Las mismas remeras de “God Save the Queen” que se vendían en Sex, mi local en King’s Road de Chelsea, se venden hoy en los comercios de Beverly Hills. Veinticinco años después aparecen fotografiadas en las paredes de Kate Moss y Lauren Hutton, fotografiadas en Vogue. Podría decirse que esto es la antítesis para lo que originalmente fueron creadas. Ahora parecen destinadas a promover la marca, la familia real, la “Firma”, la Reina.
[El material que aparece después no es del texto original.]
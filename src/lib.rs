use anyhow::{bail, Context, Result};
// Use anyhow::Result as standard Result for service layer
use std::path::{Path, PathBuf};
use tracing::{info, warn};

// --- Declare modules ---
pub mod advisor;
pub mod calories;
pub mod coach;
mod config;
pub mod gemini;
pub mod history;
pub mod model;
pub mod prompts;
pub mod session;
pub mod session_store;
pub mod store;

// --- Expose public types ---
pub use advisor::{advise, rep_ceiling, rep_floor, Suggestion};
pub use calories::{estimate_calories, DEFAULT_BODY_WEIGHT_KG};
pub use coach::{
    AiError, AlternativeGenerator, PlanDay, PlanStructurer, PlanWriter, SessionGenerator,
    StructuredPlan,
};
pub use config::{
    get_config_path as get_config_path_util,
    load_config as load_config_util,
    parse_color,
    save_config as save_config_util,
    Config,
    Error as ConfigError, // Renamed from Error
    StandardColor,
    Theme,
    MAX_EXERCISE_COUNT,
};
pub use gemini::GeminiClient;
pub use history::{
    group_by_day, personal_best, recommend_push_focus, DayGroup, HistoryRecord, MuscleGroup,
    PersonalBest, PlanKind, PushFocus, SessionStats,
};
pub use model::{ExerciseSlot, ExerciseTarget, SetLog, WorkoutSession, DEFAULT_WARMUP};
pub use prompts::{
    CurrentLifts, DietGoal, DietPreference, DietProfile, ExperienceLevel, Gender, MealRoutine,
    WorkoutFocus, WorkoutProfile, WorkoutSplit,
};
pub use session::{
    MachinePhase, SessionError, SessionMachine, SessionOptions, MAX_SET_WEIGHT_KG,
};
pub use session_store::{
    ActiveWorkout, Error as SessionStoreError, Phase, SessionStore, CURRENT_SESSION_KEY,
    HISTORY_KEY,
};
pub use store::{
    get_db_path as get_db_path_util,
    Error as StoreError, // Renamed from Error
    KeyValueStore,
    MemoryStore,
    SqliteStore,
};

/// Ties config, storage and the AI coach together for the command line.
pub struct TrackerService<S: KeyValueStore = SqliteStore> {
    pub config: Config,
    pub store: SessionStore<S>,
    pub db_path: PathBuf,
    pub config_path: PathBuf,
}

impl TrackerService<SqliteStore> {
    /// Initializes the application service.
    /// # Errors
    /// Returns `anyhow::Error` if config/db path determination, loading, or initialization fails.
    pub fn initialize() -> Result<Self> {
        let config_path =
            config::get_config_path().context("Failed to determine configuration file path")?;
        let config = config::load_config(&config_path)
            .context(format!("Failed to load config from {config_path:?}"))?;

        let db_path = store::get_db_path().context("Failed to determine database path")?;
        let kv = SqliteStore::open(&db_path)
            .with_context(|| format!("Failed to open database at {db_path:?}"))?;

        Ok(Self {
            config,
            store: SessionStore::new(kv),
            db_path,
            config_path,
        })
    }
}

impl<S: KeyValueStore> TrackerService<S> {
    pub fn get_config_path(&self) -> &Path {
        &self.config_path
    }

    pub fn get_db_path(&self) -> &Path {
        &self.db_path
    }

    /// Saves the current configuration state.
    /// # Errors
    /// Returns `ConfigError` if saving fails.
    pub fn save_config(&self) -> Result<(), ConfigError> {
        config::save_config(&self.config_path, &self.config)
    }

    /// Sets the bodyweight used for calorie estimates of new sessions.
    /// # Errors
    /// - `ConfigError::InvalidBodyweightInput` if weight is not positive.
    /// - `ConfigError` variants if saving fails.
    pub fn set_bodyweight(&mut self, weight: f64) -> Result<(), ConfigError> {
        if !weight.is_finite() || weight <= 0.0 {
            return Err(ConfigError::InvalidBodyweightInput(
                "Weight must be a positive number.".to_string(),
            ));
        }
        self.config.bodyweight = Some(weight);
        self.save_config()
    }

    pub fn session_options(&self) -> SessionOptions {
        SessionOptions {
            body_weight: self.config.bodyweight.unwrap_or(DEFAULT_BODY_WEIGHT_KG),
            allow_zero_weight: self.config.allow_zero_weight,
        }
    }

    // --- Active session ---

    /// Starts `session` in the warmup phase, replacing any active session.
    /// # Errors
    /// Returns an error if the new session could not be written to storage.
    pub fn start_session(&mut self, session: WorkoutSession) -> Result<SessionMachine<'_, S>> {
        let options = self.session_options();
        let had_active = self
            .store
            .load_current()
            .map(|current| current.is_some())
            .unwrap_or(false);
        if had_active {
            warn!("Replacing the workout that was in progress");
        }
        let (machine, saved) = SessionMachine::start(session, &mut self.store, options);
        saved.context("Failed to save the new workout session")?;
        Ok(machine)
    }

    /// The persisted session, if one is in progress.
    /// # Errors
    /// Returns an error if the stored session cannot be read.
    pub fn resume(&mut self) -> Result<Option<SessionMachine<'_, S>>> {
        let allow_zero_weight = self.config.allow_zero_weight;
        SessionMachine::resume(&mut self.store, allow_zero_weight)
            .context("Failed to load the active workout session")
    }

    /// Like [`Self::resume`], but having no active session is an error.
    /// # Errors
    /// Returns an error if nothing is in progress or the session cannot be read.
    pub fn active_session(&mut self) -> Result<SessionMachine<'_, S>> {
        match self.resume()? {
            Some(machine) => Ok(machine),
            None => bail!("No workout in progress. Start one with `gym-tracker new --focus <FOCUS>`."),
        }
    }

    /// Finishes the active session and appends it to history.
    ///
    /// The history record is written before the active session is cleared. If
    /// the append fails the session stays at its summary so `finish` can be
    /// retried.
    /// # Errors
    /// Returns an error if nothing is in progress, the session is not at its
    /// summary, or storage fails.
    pub fn finish_session(&mut self) -> Result<HistoryRecord> {
        let mut machine = self.active_session()?;
        let record = machine
            .finish_to_history()
            .context("Failed to save the finished workout to history")?;
        Ok(record)
    }

    /// Drops the active session without writing history.
    /// # Errors
    /// Returns an error if nothing is in progress or the session is already at its summary.
    pub fn abandon_session(&mut self) -> Result<()> {
        let mut machine = self.active_session()?;
        machine.abandon_workout()?;
        Ok(())
    }

    // --- Session sources ---

    /// Asks the coach for a session targeting `focus`. Uses the configured
    /// default when `exercise_count` is `None`.
    /// # Errors
    /// - `ConfigError::InvalidExerciseCount` for a count outside `1..=MAX_EXERCISE_COUNT`.
    /// - `AiError` if generation fails.
    pub fn generate_session<G: SessionGenerator>(
        &self,
        coach: &G,
        focus: &str,
        exercise_count: Option<u32>,
    ) -> Result<WorkoutSession> {
        let focus = focus.trim();
        if focus.is_empty() {
            bail!("Focus cannot be empty.");
        }
        let count = exercise_count.unwrap_or(self.config.default_exercise_count);
        if count == 0 || count > MAX_EXERCISE_COUNT {
            return Err(ConfigError::InvalidExerciseCount {
                got: count,
                max: MAX_EXERCISE_COUNT,
            }
            .into());
        }
        info!(focus, count, "Generating workout session");
        let session = coach
            .generate_session(focus, count)
            .with_context(|| format!("Failed to generate a '{focus}' session"))?;
        Ok(session)
    }

    /// A fresh copy of a finished tracker session from history.
    /// # Errors
    /// Returns an error if the id is unknown or is not a tracker session.
    pub fn repeat_from_history(&self, id: &str) -> Result<WorkoutSession> {
        let record = self.find_history(id)?;
        let Some(past) = record.session() else {
            bail!(
                "History entry '{}' is a {} plan, not a tracked workout.",
                id,
                record.kind()
            );
        };
        Ok(WorkoutSession::repeat_of(past))
    }

    /// Splits a saved workout plan into per-day sessions.
    /// # Errors
    /// Returns an error if the id is unknown, is not a workout plan, or the coach fails.
    pub fn structure_plan<P: PlanStructurer>(&self, coach: &P, id: &str) -> Result<StructuredPlan> {
        let record = self.find_history(id)?;
        if record.kind() != PlanKind::Workout {
            bail!(
                "History entry '{}' is a {} record, not a workout plan.",
                id,
                record.kind()
            );
        }
        let text = record.plan_text().unwrap_or_default();
        let plan = coach
            .parse_plan_to_days(text)
            .context("Failed to split the workout plan into days")?;
        info!(days = plan.days.len(), "Structured workout plan");
        Ok(plan)
    }

    /// Replaces the current exercise with one suggested by the coach and
    /// returns the new target. The active session is untouched if the coach fails.
    /// # Errors
    /// Returns an error if no exercise is active, the coach fails, or saving fails.
    pub fn replace_with_alternative<A: AlternativeGenerator>(
        &mut self,
        coach: &A,
    ) -> Result<ExerciseTarget> {
        let mut machine = self.active_session()?;
        let Some(current) = machine.current_slot().map(|slot| slot.name().to_string()) else {
            bail!("No exercise is active (phase: {}).", machine.phase());
        };
        let focus = machine.session().target_muscle.clone();
        let alternative = coach
            .generate_alternative(&current, &focus)
            .with_context(|| format!("Failed to find an alternative to '{current}'"))?;
        machine.replace_exercise(alternative.clone())?;
        Ok(alternative)
    }

    // --- Plans ---

    /// Writes a diet plan and saves it to history.
    /// # Errors
    /// Returns an error if the coach fails or history cannot be written.
    pub fn write_diet_plan<W: PlanWriter>(
        &mut self,
        coach: &W,
        profile: &DietProfile,
        skipped_meals: &[String],
    ) -> Result<HistoryRecord> {
        let text = coach
            .write_diet_plan(profile, skipped_meals)
            .context("Failed to generate the diet plan")?;
        let record = HistoryRecord::diet(
            format!("Diet Plan for {} ({})", profile.name, profile.goal),
            text,
        );
        self.store
            .append_history(record.clone())
            .context("Failed to save the diet plan to history")?;
        Ok(record)
    }

    /// Writes a workout plan and saves it to history.
    /// # Errors
    /// Returns an error if the coach fails or history cannot be written.
    pub fn write_workout_plan<W: PlanWriter>(
        &mut self,
        coach: &W,
        profile: &WorkoutProfile,
    ) -> Result<HistoryRecord> {
        let text = coach
            .write_workout_plan(profile)
            .context("Failed to generate the workout plan")?;
        let record = HistoryRecord::workout(
            format!("Workout Plan for {} ({})", profile.name, profile.focus),
            text,
        );
        self.store
            .append_history(record.clone())
            .context("Failed to save the workout plan to history")?;
        Ok(record)
    }

    // --- History ---

    /// History, most recent first, optionally limited to one kind.
    /// # Errors
    /// Returns an error if history cannot be read.
    pub fn list_history(&self, kind: Option<PlanKind>) -> Result<Vec<HistoryRecord>> {
        let records = self
            .store
            .load_history()
            .context("Failed to read history")?;
        Ok(records
            .into_iter()
            .filter(|r| kind.map_or(true, |k| r.kind() == k))
            .collect())
    }

    /// # Errors
    /// Returns an error if the id is unknown or history cannot be read.
    pub fn find_history(&self, id: &str) -> Result<HistoryRecord> {
        self.store
            .find_history(id)
            .context("Failed to read history")?
            .with_context(|| format!("No history entry with id '{id}'"))
    }

    /// # Errors
    /// Returns an error if the id is unknown or history cannot be written.
    pub fn delete_history(&mut self, id: &str) -> Result<()> {
        let removed = self
            .store
            .delete_history(id)
            .context("Failed to update history")?;
        if !removed {
            bail!("No history entry with id '{id}'");
        }
        info!(id, "Deleted history entry");
        Ok(())
    }

    /// Which push-day variant to do next, from the latest push-day session.
    /// # Errors
    /// Returns an error if history cannot be read.
    pub fn suggest_push_focus(&self) -> Result<Option<PushFocus>> {
        let records = self
            .store
            .load_history()
            .context("Failed to read history")?;
        Ok(recommend_push_focus(&records))
    }

    // --- Coach ---

    /// A Gemini client built from the configured key and model.
    /// # Errors
    /// Returns `ConfigError::ApiKeyNotSet` when no key is configured, or an
    /// `AiError` if the client cannot be built.
    pub fn coach(&self) -> Result<GeminiClient> {
        let api_key = self
            .config
            .resolve_api_key()
            .ok_or_else(|| ConfigError::ApiKeyNotSet(self.config_path.clone()))?;
        let client = GeminiClient::new(&api_key, &self.config.model)?;
        Ok(client)
    }
}

/// The session for `day` (1-based) of a structured plan.
/// # Errors
/// Returns an error if `day` is out of range.
pub fn session_for_plan_day(plan: &StructuredPlan, day: usize) -> Result<WorkoutSession> {
    let Some(plan_day) = day.checked_sub(1).and_then(|i| plan.days.get(i)) else {
        bail!(
            "Day {} does not exist; the plan has {} day(s).",
            day,
            plan.days.len()
        );
    };
    Ok(WorkoutSession::from_plan_day(plan_day))
}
Johnny Rotten, el cantante de los Sex Pistols, dijo recientemente que él se había conectado con el palacio para ver si podía tocar para la Reina en su fiesta de Jubileo de oro, que él nunca había estado “a favor” ni “en contra” de la monarquía y que mientras tuviéramos un sistema monárquico debería “funcionar correctamente”. También está mi antigua socia Vivenne Westwood, que ha aceptado, entre otras cosas, una distinción de la Reina, y ahora piensa que la monarquía es grandiosa. Esto me confunde. No entiendo cómo sus miradas pueden haber cambiado tanto. Yo todavía siento muchas de las cosas que sentía en 1977. Hay dos palabras que pueden resumir los opuestos de nuestra cultura de hoy. Una es “autenticidad” y la otra es “karaoke”. Karaoke es hacer mímica sobre palabras de otro. Es una vida de apoderado, sin los estorbos causados por el caótico proceso de creatividad. Y de no hacerse responsable a partir del momento en que la actuación termina. Siento que vivimos en un mundo de karaoke. Se puede decir que Tony Blair es nuestro primer Primer Ministro karaoke.
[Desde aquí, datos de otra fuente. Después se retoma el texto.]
fn print_summary(session: &WorkoutSession, header_color: Color) {
    let stats = SessionStats::of(session);
    println!("{} - Workout Complete", session.target_muscle);
    let mut table = new_table(vec!["Exercise", "Set", "Weight (kg)", "Reps"], header_color);
    for slot in &session.exercises {
        for log in &slot.logs {
            table.add_row(vec![
                Cell::new(slot.name()),
                Cell::new(log.set_number),
                Cell::new(log.weight),
                Cell::new(log.reps),
            ]);
        }
    }
    println!("{table}");
    println!(
        "Exercises: {} | Sets: {} | Volume: {:.1}kg | Calories: {}",
        stats.exercises,
        stats.sets_completed,
        stats.total_volume,
        stats
            .calories_burned
            .map_or_else(|| "-".to_string(), |c| format!("{c} kcal"))
    );
}

fn print_plan(record: &HistoryRecord) {
    println!("{} ({})", record.title(), record.id());
    println!();
    println!("{}", record.plan_text().unwrap_or_default());
}

fn print_history_table(records: &[HistoryRecord], header_color: Color) {
    let mut table = new_table(vec!["ID", "Date", "Kind", "Title", "Group", "Sets", "Calories"], header_color);
    for record in records.iter().filter(|r| r.session().is_none()) {
        table.add_row(vec![
            Cell::new(record.id()),
            Cell::new(record.date().with_timezone(&Local).format("%Y-%m-%d %H:%M")),
            Cell::new(record.kind()),
            Cell::new(record.title()),
            Cell::new("-"),
            Cell::new("-"),
            Cell::new("-"),
        ]);
    }
    for group in group_by_day(records, &Local::now()) {
        table.add_row(vec![Cell::new(&group.label).add_attribute(Attribute::Bold)]);
        for record in group.records {
            let Some(session) = record.session() else {
                continue;
            };
            let stats = SessionStats::of(session);
            table.add_row(vec![
                Cell::new(record.id()),
                Cell::new(record.date().with_timezone(&Local).format("%H:%M")),
                Cell::new(record.kind()),
                Cell::new(record.title()),
                Cell::new(MuscleGroup::classify(record.title())),
                Cell::new(stats.sets_completed),
                Cell::new(
                    stats
                        .calories_burned
                        .map_or_else(|| "-".to_string(), |c| c.to_string()),
                ),
            ]);
        }
    }
    println!("{table}");
}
Hay, sin embargo, un contrapunto a todo esto, un deseo incuestionable, una sed por lo auténtico. ¿Qué es? ¿Dónde lo podemos encontrar? Yo lo encontré aquel día de Jubileo de plata en el Támesis: esos punk rockers extendiéndose en los puentes de Londres, esas remeras de “God Save the Queen”, esa primera plana del Daily Mirror, esa risa histérica frente al juez después de una noche en prisión... Todo eso era parte de una actitud que expresaba algo que sería mejor describirlo como real, algo que era auténtico.